Le TPIY ordonne à la France d'arrêter une ex-porte-parole du tribunal

16 novembre 2011

Le Tribunal pénal international pour l'ex-Yougoslavie (TPIY) a mercredi ordonné à la France d'arrêter une ancienne porte-parole du tribunal parce qu'elle n'a pas payé une amende de 7.000 euros à laquelle elle été condamnée pour outrage au tribunal.

Le panel des appels du TPIY qui est composé de cinq juges, a « ordonné et autorisé » la France à arrêter Florence Hartmann, la placer en détention et la transférer vers le tribunal qui se trouve à La Haye, au Pays-Bas.

Mme Hartmann, qui est ressortissante française, a été condamnée en 2009 pour outrage au tribunal parce qu'elle a publié un livre dans lequel elle dévoile le contenu, les effets supposés et la nature confidentielle de deux décisions du Tribunal dans l'affaire de l'ancien dirigeant serbe Slobodan Milosevic.
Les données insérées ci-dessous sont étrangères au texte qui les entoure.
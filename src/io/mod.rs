//! IO modules - external system interfaces
//!
//! This module contains the collaborators around the monitor:
//! - `location` - Location source interface and signal channel
//! - `replay` - Scripted location source fed from a JSONL file
//! - `render` - Map rendering interface and its logging worker
//! - `display` - Periodic event table
//! - `http` - JSON views, Prometheus metrics and region control over HTTP

pub mod display;
pub mod http;
pub mod location;
pub mod render;
pub mod replay;

// Re-export commonly used types
pub use location::{create_signal_channel, LocationError, LocationSignal, LocationSource, SignalSender};
pub use render::{create_render_channel, RenderCommand, RenderSender, RenderSink};
pub use replay::{load_script, parse_script, ReplaySource, ScriptEntry};
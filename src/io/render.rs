//! Rendering collaborator - map drawing requests
//!
//! The monitor never waits on the renderer. Requests are fire-and-forget:
//! `RenderSender` enqueues them on a bounded channel and drops them when the
//! renderer falls behind. `run_render_worker` drains the channel off the hot
//! path.

use crate::domain::types::{GeoRegion, Position, RegionId};
use crate::infra::metrics::Metrics;
use std::sync::Arc;
use tokio::sync::{mpsc, watch};
use tracing::{debug, info};

/// Sink for map drawing requests
pub trait RenderSink: Send + Sync {
    /// Draw the circle for a monitored region
    fn draw_region(&self, region: &GeoRegion);

    /// Remove the circle keyed by region identifier
    fn remove_region(&self, region_id: &RegionId);

    /// Move the camera to follow the device
    fn recenter(&self, position: &Position, zoom: f64);
}

/// A queued drawing request
#[derive(Debug, Clone, PartialEq)]
pub enum RenderCommand {
    DrawRegion(GeoRegion),
    RemoveRegion(RegionId),
    Recenter { position: Position, zoom: f64 },
}

/// Channel-backed render sink
///
/// Clone this to share across producers. Non-blocking: if the channel is
/// full, requests are dropped and counted.
#[derive(Clone)]
pub struct RenderSender {
    tx: mpsc::Sender<RenderCommand>,
    metrics: Arc<Metrics>,
}

impl RenderSender {
    pub fn new(tx: mpsc::Sender<RenderCommand>, metrics: Arc<Metrics>) -> Self {
        Self { tx, metrics }
    }

    fn enqueue(&self, cmd: RenderCommand) {
        if self.tx.try_send(cmd).is_err() {
            self.metrics.record_render_dropped();
        }
    }
}

impl RenderSink for RenderSender {
    fn draw_region(&self, region: &GeoRegion) {
        self.enqueue(RenderCommand::DrawRegion(region.clone()));
    }

    fn remove_region(&self, region_id: &RegionId) {
        self.enqueue(RenderCommand::RemoveRegion(region_id.clone()));
    }

    fn recenter(&self, position: &Position, zoom: f64) {
        self.enqueue(RenderCommand::Recenter { position: *position, zoom });
    }
}

/// Create a render channel
///
/// Returns the sender (for the monitor) and the receiver (for the worker)
pub fn create_render_channel(
    buffer_size: usize,
    metrics: Arc<Metrics>,
) -> (RenderSender, mpsc::Receiver<RenderCommand>) {
    let (tx, rx) = mpsc::channel(buffer_size);
    (RenderSender::new(tx, metrics), rx)
}

/// Drain render requests until the channel closes or shutdown is signalled
///
/// There is no map surface in this process; requests are logged so the
/// drawing stream can be followed with RUST_LOG=debug.
pub async fn run_render_worker(
    mut cmd_rx: mpsc::Receiver<RenderCommand>,
    mut shutdown: watch::Receiver<bool>,
) {
    info!("render_worker_started");

    loop {
        tokio::select! {
            cmd = cmd_rx.recv() => {
                match cmd {
                    Some(RenderCommand::DrawRegion(region)) => {
                        debug!(
                            region = %region.id(),
                            center = %region.center(),
                            radius_m = %region.radius_m(),
                            "render_draw_circle"
                        );
                    }
                    Some(RenderCommand::RemoveRegion(region_id)) => {
                        debug!(region = %region_id, "render_remove_circle");
                    }
                    Some(RenderCommand::Recenter { position, zoom }) => {
                        debug!(
                            lat = %position.lat,
                            lon = %position.lon,
                            zoom = %zoom,
                            "render_recenter"
                        );
                    }
                    None => break,
                }
            }
            _ = shutdown.changed() => {
                if *shutdown.borrow() {
                    break;
                }
            }
        }
    }

    info!("render_worker_stopped");
}
//! Device position tracking and location authorization state
//!
//! The tracker keeps only the latest fix: every delivery replaces the
//! previous one and asks the renderer to follow it. History lives in the
//! event log, not here.

use crate::domain::types::{AuthorizationStatus, Position};
use crate::io::render::RenderSink;
use std::sync::Arc;
use tokio::sync::watch;
use tracing::debug;

/// Authorization lifecycle for location delivery
///
/// `Unrequested -> Requested -> {Granted, Denied}`, and `Granted` moves to
/// `Monitoring` once location updates are started. `Denied` is left only when
/// a later status signal says so; nothing here retries.
#[derive(Debug, Clone, Copy, PartialEq, Eq)]
pub enum AuthorizationState {
    Unrequested,
    Requested,
    Granted,
    Denied,
    Monitoring,
}

impl AuthorizationState {
    /// Next state after the platform reports `status`
    pub fn on_status(self, status: AuthorizationStatus) -> Self {
        match status {
            s if s.is_authorized() => match self {
                AuthorizationState::Monitoring => AuthorizationState::Monitoring,
                _ => AuthorizationState::Granted,
            },
            AuthorizationStatus::Denied | AuthorizationStatus::Restricted => {
                AuthorizationState::Denied
            }
            // Not determined: an outstanding request stays outstanding,
            // anything else was reset out-of-band
            _ => match self {
                AuthorizationState::Requested => AuthorizationState::Requested,
                _ => AuthorizationState::Unrequested,
            },
        }
    }

    pub fn as_str(&self) -> &'static str {
        match self {
            AuthorizationState::Unrequested => "unrequested",
            AuthorizationState::Requested => "requested",
            AuthorizationState::Granted => "granted",
            AuthorizationState::Denied => "denied",
            AuthorizationState::Monitoring => "monitoring",
        }
    }
}

/// Latest known device position
pub struct PositionTracker {
    current: Option<Position>,
    authorization: AuthorizationState,
    render: Arc<dyn RenderSink>,
    follow_zoom: f64,
    position_tx: watch::Sender<Option<Position>>,
}

impl PositionTracker {
    pub fn new(render: Arc<dyn RenderSink>, follow_zoom: f64) -> Self {
        let (position_tx, _) = watch::channel(None);
        Self {
            current: None,
            authorization: AuthorizationState::Unrequested,
            render,
            follow_zoom,
            position_tx,
        }
    }

    /// Replace the current position and ask the renderer to follow it
    pub fn on_position_update(&mut self, position: Position) {
        self.current = Some(position);
        self.position_tx.send_replace(Some(position));
        self.render.recenter(&position, self.follow_zoom);

        debug!(
            lat = %position.lat,
            lon = %position.lon,
            accuracy_m = %position.accuracy_m,
            "position_updated"
        );
    }

    /// Latest fix, None before the first update
    pub fn current(&self) -> Option<Position> {
        self.current
    }

    /// Receiver that always holds the latest fix
    pub fn subscribe(&self) -> watch::Receiver<Option<Position>> {
        self.position_tx.subscribe()
    }

    pub fn authorization(&self) -> AuthorizationState {
        self.authorization
    }

    /// Apply a platform status and return the new state
    pub fn on_authorization_status(&mut self, status: AuthorizationStatus) -> AuthorizationState {
        self.authorization = self.authorization.on_status(status);
        self.authorization
    }

    pub(crate) fn mark_requested(&mut self) {
        self.authorization = AuthorizationState::Requested;
    }

    pub(crate) fn mark_monitoring(&mut self) {
        self.authorization = AuthorizationState::Monitoring;
    }
}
Après avoir perdu en appel en juillet cette année, Mme Hartmann avait reçu l'ordre de s'acquitter de son amende en deux paiements de 3.500 euros chacun, le premier en août et le second en septembre.

Mme Hartmann avait déclaré son indigence au tribunal et donc qu'elle se trouvait dans l'incapacité de payer l'amende, mais que certains de ses soutiens avaient placé les fonds nécessaires sur un compte en banque en France.

Toutefois, le département de la finance du tribunal a fait savoir qu'aucun paiement n'avait été effectué et le tribunal a confirmé que Mme Hartmann était dans l'obligation de payer l'amende à laquelle elle a été condamnée.

Notant que l'amende n'a pas été payée, la chambre d'appel du tribunal a donc décidé de convertir l'amende en peine de sept jours d'emprisonnement.